Nesta semana o Ministério Público de Goiás recomendou à Polícia Militar que atenda as ocorrências relativas à poluição sonora, já que a Agência Municipal de Meio Ambiente não tem condições de realizar o serviço.
O comandante do policiamento da capital, coronel Sergio Katayama afirmou, em entrevista à Rádio 730, que para realizar o trabalho a policia militar deve ser remunerada pela prefeitura, uma vez que não possui quadro de pessoal suficiente.
“O grande problema da polícia militar é que nós temos um efetivo de pessoal voltados para a violência e criminalidade, no entanto nós não temos a questão técnica, que seria o aferidor de volume de som e etc. Precisamos fazer acordos e convênios. Preciso de um certo tempo para adequar a problemática, tentando viabilizar uma forma, seja pagando hora extra, algo neste sentido para que a gente possa fazer este atendimento” explicou Katayama.
De acordo com Katayama a polícia militar está tentando viabilizar estas ações a mais de cinco meses, mas trâmites burocráticos atrapalham o andamento do projeto. O comandante afirmou que por enquanto a polícia não vai atender todas as ocorrências, somente os casos graves.
Déficit de pessoal
Diante da dificuldade para atender a população, o Coronel Katayama afirmou que atualmente a Polícia Militar possui um déficit de 4 mil policiais militares. Ele afirmou que o ano que vem mil novos policiais serão incorporados ao quadro. Enquanto o efetivo não aumenta o comando da polícia desenvolve estratégias para tentar suprir o quadro.

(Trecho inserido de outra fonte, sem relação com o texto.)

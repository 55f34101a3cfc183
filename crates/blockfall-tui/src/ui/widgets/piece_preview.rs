use std::iter;

use blockfall_engine::{PieceKind, Rotation, Tile};
use ratatui::{
    buffer::Buffer,
    layout::{Constraint, Flex, Layout, Rect},
    widgets::{Block, BlockExt as _, Widget},
};

use crate::ui::widgets::TileDisplay;

/// Width of a preview slot in cells; every spawn orientation fits 4×2.
const SLOT_WIDTH: u16 = 4;
const SLOT_HEIGHT: u16 = 2;

/// Upcoming pieces, soonest on top, each drawn in its spawn orientation.
#[derive(Debug)]
pub struct PiecePreview<'a> {
    pieces: &'a [PieceKind],
    block: Option<Block<'a>>,
}

impl<'a> PiecePreview<'a> {
    pub fn new(pieces: &'a [PieceKind]) -> Self {
        Self {
            pieces,
            block: None,
        }
    }

    pub fn block(self, block: Block<'a>) -> Self {
        Self {
            block: Some(block),
            ..self
        }
    }

    pub fn width(&self) -> u16 {
        SLOT_WIDTH * TileDisplay::width() + super::block_horizontal_margin(self.block.as_ref())
    }

    #[expect(clippy::cast_possible_truncation)]
    pub fn height(&self) -> u16 {
        let slots = self.pieces.len() as u16;
        slots * SLOT_HEIGHT * TileDisplay::height()
            + slots.saturating_sub(1)
            + super::block_vertical_margin(self.block.as_ref())
    }
}

impl Widget for PiecePreview<'_> {
    fn render(self, area: Rect, buf: &mut Buffer)
    where
        Self: Sized,
    {
        Widget::render(&self, area, buf);
    }
}

impl Widget for &PiecePreview<'_> {
    fn render(self, area: Rect, buf: &mut Buffer) {
        self.block.as_ref().render(area, buf);
        let area = self.block.inner_if_some(area);

        let slot_constraints = self
            .pieces
            .iter()
            .map(|_| Constraint::Length(SLOT_HEIGHT * TileDisplay::height()));
        let slots = Layout::vertical(slot_constraints).spacing(1).split(area);

        for (slot, &kind) in iter::zip(slots.iter(), self.pieces) {
            render_piece(kind, *slot, buf);
        }
    }
}

/// Draws one piece centered in its slot.
#[expect(clippy::cast_possible_truncation)]
fn render_piece(kind: PieceKind, slot: Rect, buf: &mut Buffer) {
    let rotation = Rotation::default();
    let (width, height) = kind.extent(rotation);
    let piece_width = width as u16 * TileDisplay::width();
    let piece_height = height as u16 * TileDisplay::height();

    let [piece_area] = Layout::horizontal([Constraint::Length(piece_width)])
        .flex(Flex::Center)
        .areas::<1>(slot);
    let [piece_area] = Layout::vertical([Constraint::Length(piece_height)])
        .flex(Flex::Center)
        .areas::<1>(piece_area);

    for (dx, dy) in kind.normalized_offsets(rotation) {
        let cell = Rect::new(
            piece_area.x + dx as u16 * TileDisplay::width(),
            piece_area.y + dy as u16 * TileDisplay::height(),
            TileDisplay::width(),
            TileDisplay::height(),
        );
        TileDisplay::from_tile(Tile::Piece(kind), false).render(cell, buf);
    }
}
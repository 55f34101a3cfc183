//! Game engine logic and state management.
//!
//! This module orchestrates the core data structures into a playable game:
//!
//! - [`GameSession`] - The state machine owning playfield, piece, and clock
//! - [`PieceQueue`] - 7-bag piece generation with a fixed-depth preview
//! - [`Progression`] - Score, line count, level, and gravity interval
//! - [`RenderView`] - Read-only snapshot for external renderers
//!
//! # Game flow
//!
//! 1. Construct a [`GameSession`] (optionally with a fixed seed)
//! 2. Call [`start`](GameSession::start), then feed input intents and
//!    elapsed time each frame
//! 3. Gravity steps the piece down; a blocked step locks it, clears full
//!    lines, scores them, and spawns the next piece
//! 4. A spawn that collides ends the game; [`reset`](GameSession::reset)
//!    begins a fresh one
//!
//! # Example
//!
//! ```
//! use std::time::Duration;
//!
//! use blockfall_engine::{GameSession, SpinDirection};
//!
//! let mut session = GameSession::with_seed(7);
//! session.start();
//!
//! session.move_left();
//! session.rotate(SpinDirection::Clockwise);
//! session.advance(Duration::from_millis(1000));
//! session.hard_drop();
//!
//! assert!(session.progression().score() > 0);
//! ```

pub use self::{game_session::*, piece_queue::*, progression::*, render_view::*};

mod game_session;
mod piece_queue;
mod progression;
mod render_view;
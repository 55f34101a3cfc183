use ratatui::{layout::Rect, widgets::Block};

pub use self::{
    board_display::*, game_display::*, piece_preview::*, stats_display::*, tile_display::*,
};

mod board_display;
mod game_display;
mod piece_preview;
mod stats_display;
mod tile_display;

mod color {
    use ratatui::style::Color;

    // Piece palette carried over from the original browser build.
    pub const I_CYAN: Color = Color::Rgb(91, 209, 255);
    pub const J_BLUE: Color = Color::Rgb(107, 140, 255);
    pub const L_ORANGE: Color = Color::Rgb(247, 164, 74);
    pub const O_YELLOW: Color = Color::Rgb(242, 233, 78);
    pub const S_GREEN: Color = Color::Rgb(108, 239, 138);
    pub const T_PURPLE: Color = Color::Rgb(199, 125, 255);
    pub const Z_RED: Color = Color::Rgb(255, 107, 107);

    pub const GRAY: Color = Color::Rgb(127, 127, 127);
    pub const BLACK: Color = Color::Rgb(0, 0, 0);
    pub const WHITE: Color = Color::Rgb(255, 255, 255);
    pub const YELLOW: Color = Color::Rgb(255, 255, 0);
    pub const RED: Color = Color::Rgb(255, 0, 0);
}

pub(crate) mod style {
    use blockfall_engine::PieceKind;
    use ratatui::style::{Color, Style};

    use crate::ui::widgets::color;

    const fn fg_bg(fg: Color, bg: Color) -> Style {
        Style::new().fg(fg).bg(bg)
    }

    const fn bg_only(color: Color) -> Style {
        Style::new().fg(color).bg(color)
    }

    pub const DEFAULT: Style = fg_bg(color::WHITE, color::BLACK);
    pub const EMPTY: Style = bg_only(color::BLACK);
    pub const EMPTY_DOT: Style = fg_bg(color::GRAY, color::BLACK);
    pub const GHOST: Style = fg_bg(color::GRAY, color::BLACK);

    #[must_use]
    pub const fn piece(kind: PieceKind) -> Style {
        match kind {
            PieceKind::I => bg_only(color::I_CYAN),
            PieceKind::J => bg_only(color::J_BLUE),
            PieceKind::L => bg_only(color::L_ORANGE),
            PieceKind::O => bg_only(color::O_YELLOW),
            PieceKind::S => bg_only(color::S_GREEN),
            PieceKind::T => bg_only(color::T_PURPLE),
            PieceKind::Z => bg_only(color::Z_RED),
        }
    }
}

fn block_vertical_margin(block: Option<&Block>) -> u16 {
    let dummy_rect = Rect::new(0, 0, 100, 100);
    let inner_rect = block.map_or(dummy_rect, |block| block.inner(dummy_rect));
    dummy_rect.height - inner_rect.height
}

fn block_horizontal_margin(block: Option<&Block>) -> u16 {
    let dummy_rect = Rect::new(0, 0, 100, 100);
    let inner_rect = block.map_or(dummy_rect, |block| block.inner(dummy_rect));
    dummy_rect.width - inner_rect.width
}
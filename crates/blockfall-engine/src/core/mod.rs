pub use self::{piece::*, playfield::*};

pub(crate) mod piece;
pub(crate) mod playfield;

/// Playfield width in cells.
pub const COLS: usize = 10;

/// Playfield height in cells.
pub const ROWS: usize = 20;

“Agora nós pagamos o policial em seu horário de folga, pagando hora extra, para compensar a falta de efetivo. Estamos estudando outras formas, talvez trazer os policiais que foram para a reserva e tem condições de trabalhar e também a questão dos policiais temporários. Tudo isso está sendo estudado pelo comando da Polícia Militar, para que agente possa em curto espaço de tempo retomar o efetivo necessário para que a gente faça o policiamento” declarou Katayama.